Halldór Laxness is, of course, Iceland’s greatest and best-known writer and the island’s only Nobel Laureate. I say “of course” although I only started reading him about 10 years ago. Interest in him and his works has increased in the English-speaking countries in this century with the translation of more of his works into English and the republication of others. Born in 1902, he received the Nobel Prize in Literature for several of his works to that point, which included his best-known work Independent People (1934) as well as Wayward Heroes, published in 1952. This Archipelago Books edition, a lovely and sturdy tome in excellent translation by Philip Roughton, is the first appearance of this important work in English.
Wayward Heroes is at once a tribute to and a scathing parody of the Icelandic Sagas. These were tales of the earliest settlers of Iceland (mostly Norwegians with gaelic slaves), their heroic deeds and their genealogies. They’re set around 850-900 AD, a few generations before this story takes place. Laxness’s book is the tale of two young men, Þorgeir Hávarsson (Thorgeir) and Þormóđur Bessason (Thormod), who grow up in thrall to Iceland’s heroic sagas. The two become sworn brothers, Thorgeir a warrior and Thormod his skald, one who chronicles his heroic deeds in tribute poems called lays. Together they vow to live the heroic lifestyle of their forefathers and resist the modernizing and civilizing influences around them, including farming and Christianity.
The Nordic lands, including Iceland, converted to Christianity around 1000. One of the main pressures for doing so was a Papal ban on Christian merchants trading with pagans and the otherwise unconverted. Those Nordic lands, in particular Greenland and Iceland, faced cycles of famine as well as growing European competition for their cod stocks. And the peoples of the North were also being introduced to some of the consumer goods available in “the South” and wanted to own some of that stuff themselves.
The Norsemen, of course, had a history of going out and taking what they wanted, be it land, livestock, slaves or other things. The tales of those adventures were largely what drew Thermod and Thorgeir to their chosen way of life. And at the same time made them unfit for any other kind of life.

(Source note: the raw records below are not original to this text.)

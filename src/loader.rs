use std::sync::{Arc, Mutex, MutexGuard};

use tracing::{debug, info, instrument, warn};

use crate::error::LoadError;
use crate::gateway::SharedGateway;
use crate::models::{ActivePayload, Question, RawQuestion, SessionCode};

#[derive(Debug)]
enum LoaderState {
    Idle,
    InFlight,
    Loaded(Arc<Vec<Question>>),
}

/// Fetches a session's question set once and keeps it.
#[derive(Debug)]
pub struct QuestionSetLoader {
    gateway: SharedGateway,
    state: Mutex<LoaderState>,
}

/// Returns the loader to idle if a load is abandoned before it finishes.
struct InFlight<'a> {
    loader: &'a QuestionSetLoader,
    done: bool,
}

impl Drop for InFlight<'_> {
    fn drop(&mut self) {
        if !self.done {
            let mut state = self.loader.lock();
            if matches!(*state, LoaderState::InFlight) {
                *state = LoaderState::Idle;
            }
        }
    }
}

/// Turn a raw activation payload into the display model. A missing or empty
/// question list is an error, not an empty quiz.
pub fn normalize_questions(payload: ActivePayload) -> Result<Vec<Question>, LoadError> {
    let raw = payload.questions.unwrap_or_default();
    if raw.is_empty() {
        return Err(LoadError::Empty);
    }
    Ok(raw.into_iter().map(RawQuestion::into_question).collect())
}

impl QuestionSetLoader {
    pub fn new(gateway: SharedGateway) -> Self {
        Self {
            gateway,
            state: Mutex::new(LoaderState::Idle),
        }
    }

    fn lock(&self) -> MutexGuard<'_, LoaderState> {
        self.state.lock().unwrap_or_else(|poisoned| poisoned.into_inner())
    }

    pub fn questions(&self) -> Option<Arc<Vec<Question>>> {
        match &*self.lock() {
            LoaderState::Loaded(questions) => Some(questions.clone()),
            _ => None,
        }
    }

    pub fn is_loaded(&self) -> bool {
        matches!(*self.lock(), LoaderState::Loaded(_))
    }

    pub fn is_in_flight(&self) -> bool {
        matches!(*self.lock(), LoaderState::InFlight)
    }

    /// Load the question set for `code`.
    ///
    /// Only the first successful call reaches the network. Later calls return
    /// the cached set; a call made while another is in flight gets
    /// `LoadError::InFlight`. A failed attempt leaves the loader idle.
    #[instrument(target = "quiz_participant::loader", skip(self, code), fields(code = %code))]
    pub async fn load(&self, code: &SessionCode) -> Result<Arc<Vec<Question>>, LoadError> {
        let mut guard = {
            let mut state = self.lock();
            match &*state {
                LoaderState::Loaded(questions) => {
                    debug!("Questions already loaded, skipping fetch");
                    return Ok(questions.clone());
                }
                LoaderState::InFlight => {
                    debug!("Question load already in flight");
                    return Err(LoadError::InFlight);
                }
                LoaderState::Idle => {}
            }
            *state = LoaderState::InFlight;
            InFlight { loader: self, done: false }
        };

        let result = self
            .gateway
            .check_active(code)
            .await
            .map_err(LoadError::from)
            .and_then(normalize_questions);

        guard.done = true;
        let mut state = self.lock();
        match result {
            Ok(questions) => {
                info!(count = questions.len(), "Loaded question set");
                let questions = Arc::new(questions);
                *state = LoaderState::Loaded(questions.clone());
                Ok(questions)
            }
            Err(e) => {
                warn!(error = %e, "Question load failed");
                *state = LoaderState::Idle;
                Err(e)
            }
        }
    }
}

Laxness’s great gift is in describing these characters, their actions and motivations in a clear, dry style that at once refrains from commenting on them while at the same time making clear that he finds them pitiable. We see it early on as Thorgeir’s mother Thórelfur raises her son on fanciful tales of his deceased father’s heroic deeds:
“Mistress Thórelfur’s greatest grief was that she had no weapon to give her son, apart from (his father) Farmer Hávar’s club. When Thorgeir asked why his father had no assortment of fine weapons, as great a warrior as he had been, the housewife replied that had lost his sword in a shipwreck.”
Thorgeir is sent to work on the farm of the kinsman who avenged his father’s death, but the adolescent isn’t interested in working, save for pounding on iron at the anvil. He cobbles together a cleaver and some homemade armor, and it is thus that he meets Thormod. After a short discussion Thorgeir says his only purpose in life is to find a king worthy of his service.
” ‘It seems to me,’ says Thormod, ‘that in you, Thorgeir Hávarsson, a great warrior has been born into this world. Therefore, I vow and declare that when you have done your very first deed of renown, worthy of the gift of Óđinn, I shall journey wherever you may be and deliver you a lay. Thenceforth we shall never part company …’ ” And then Laxness tosses in one of his little mock-epic comments, “… Of their conversation at that time, no more has been recorded.” The arch dialogue from these likely illiterate characters is another wry touch.
The two naturally go on to have adventures, although most of them seem to be out of a Coen Brothers movie rather than a Viking saga. Thormod is more interested in women than is Thorgeir, and himself is the subject of an epic battle between two women for his attentions. The two young men eventually acquire a couple of small boats and some ragtag followers, and they paddle around the coast raiding small farms in the fjords.
The two are finally separated when the authorities ask them to leave Iceland or face the consequences. Thormod settles down with one of his paramours, and Thorgeir boards a ship and has some actual adventures, including shipwrecks and battles on the European mainland. He’s part of a force that is baptized en masse in order to legally be able to fight for a French nobleman, and goes on to support King Olaf (later called Saint Olaf) who Christianized Norway.
Throughout, Laxness continues to let his readers peek behind the curtain, as it were, to see the sordidness, suffering and low comedy that typify the actual exploits of soldiers on the ground and sailors at sea, in every age. In the end, both come to ignoble ends, but only one of them has the wits to realize it.
If Laxness had written only this book and Independent People (which similarly satirizes Western civilization’s glorification of individual rights and the myth of the self-made man), he would have been worthy of the honors he received, indeed some of the literary world’s highest. Everyone who prizes great story-telling owes it to themselves to read Wayward Heroes and other Laxness titles.
P.S.: I found that I really enjoyed listening to Nils Økland’s somber, folksy jazz album Kjølvatn (one of my favorite releases of 2016) as I read Wayward Heroes.